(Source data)

====

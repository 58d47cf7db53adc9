/*
 * Created on Sat Mar 18 2023
 *
 * This file is a part of Skytree
 * Skytree is a free and open-source distributed dataset tree written by
 * Sayan Nandan ("the Author") with the vision to provide an ordered,
 * dynamically rebalancing partition of the keyspace without compromising
 * on correctness or availability.
 *
 * Copyright (c) 2023, Sayan Nandan <ohsayan@outlook.com>
 *
 * This program is free software: you can redistribute it and/or modify
 * it under the terms of the GNU Affero General Public License as published by
 * the Free Software Foundation, either version 3 of the License, or
 * (at your option) any later version.
 *
 * This program is distributed in the hope that it will be useful,
 * but WITHOUT ANY WARRANTY; without even the implied warranty of
 * MERCHANTABILITY or FITNESS FOR A PARTICULAR PURPOSE. See the
 * GNU Affero General Public License for more details.
 *
 * You should have received a copy of the GNU Affero General Public License
 * along with this program. If not, see <https://www.gnu.org/licenses/>.
 *
*/

//! Merge two underfull adjacent kids: the left one terminates and the right
//! one adopts its kids, extending leftward.

use super::RoleController;
use crate::ids::NodeId;
use crate::msg::{MessageKind, ParticipantConfig, RoleMessage};
use crate::util::TreeResult;

pub(super) async fn merge_kids(
    controller: &RoleController,
    left: NodeId,
    right: NodeId,
) -> TreeResult<()> {
    let node = controller.node();
    // the kids may have stopped being mergeable while this transaction sat
    // in the queue
    if !node.kids_are_mergeable(left, right) {
        log::info!(
            "node {} canceling MergeKids: the kids are no longer mergeable",
            node.id()
        );
        return Ok(());
    }
    log::info!("node {} merging {} into {}", node.id(), left, right);

    let Some(right_handle) = node.kids.borrow().get(right).map(|e| e.handle) else {
        return Ok(());
    };
    controller.enlist(
        &right_handle,
        ParticipantConfig::GrowAbsorber {
            parent: controller.new_handle(right),
        },
    )?;
    let (message, _sender) = controller.listen(MessageKind::HelloParent).await?;
    let absorber = expect_message!(message, RoleMessage::HelloParent { kid, .. } => kid);
    log::debug!("node {} got hello from the absorber", node.id());

    let Some(left_handle) = node.kids.borrow().get(left).map(|e| e.handle) else {
        return Ok(());
    };
    controller.enlist(
        &left_handle,
        ParticipantConfig::Absorbee {
            parent: controller.new_handle(left),
            absorber: controller.transfer_handle(&absorber, left),
        },
    )?;

    let _goodbye = controller.listen(MessageKind::GoodbyeParent).await?;
    log::debug!("node {} got goodbye from the absorbee", node.id());
    let (message, _sender) = controller.listen(MessageKind::FinishedAbsorbing).await?;
    let summary = expect_message!(message, RoleMessage::FinishedAbsorbing { summary, .. } => summary);
    log::debug!("node {} got finished_absorbing from the absorber", node.id());

    {
        let mut kids = node.kids.borrow_mut();
        kids.set_summary(right, summary);
        kids.merge_right(left)?;
    }
    node.check_limits();
    node.send_kid_summary();
    Ok(())
}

====

Copy each line of the data that contains the word "super", leaving the other lines out.

use super::RoleController;
pub(super) async fn merge_kids(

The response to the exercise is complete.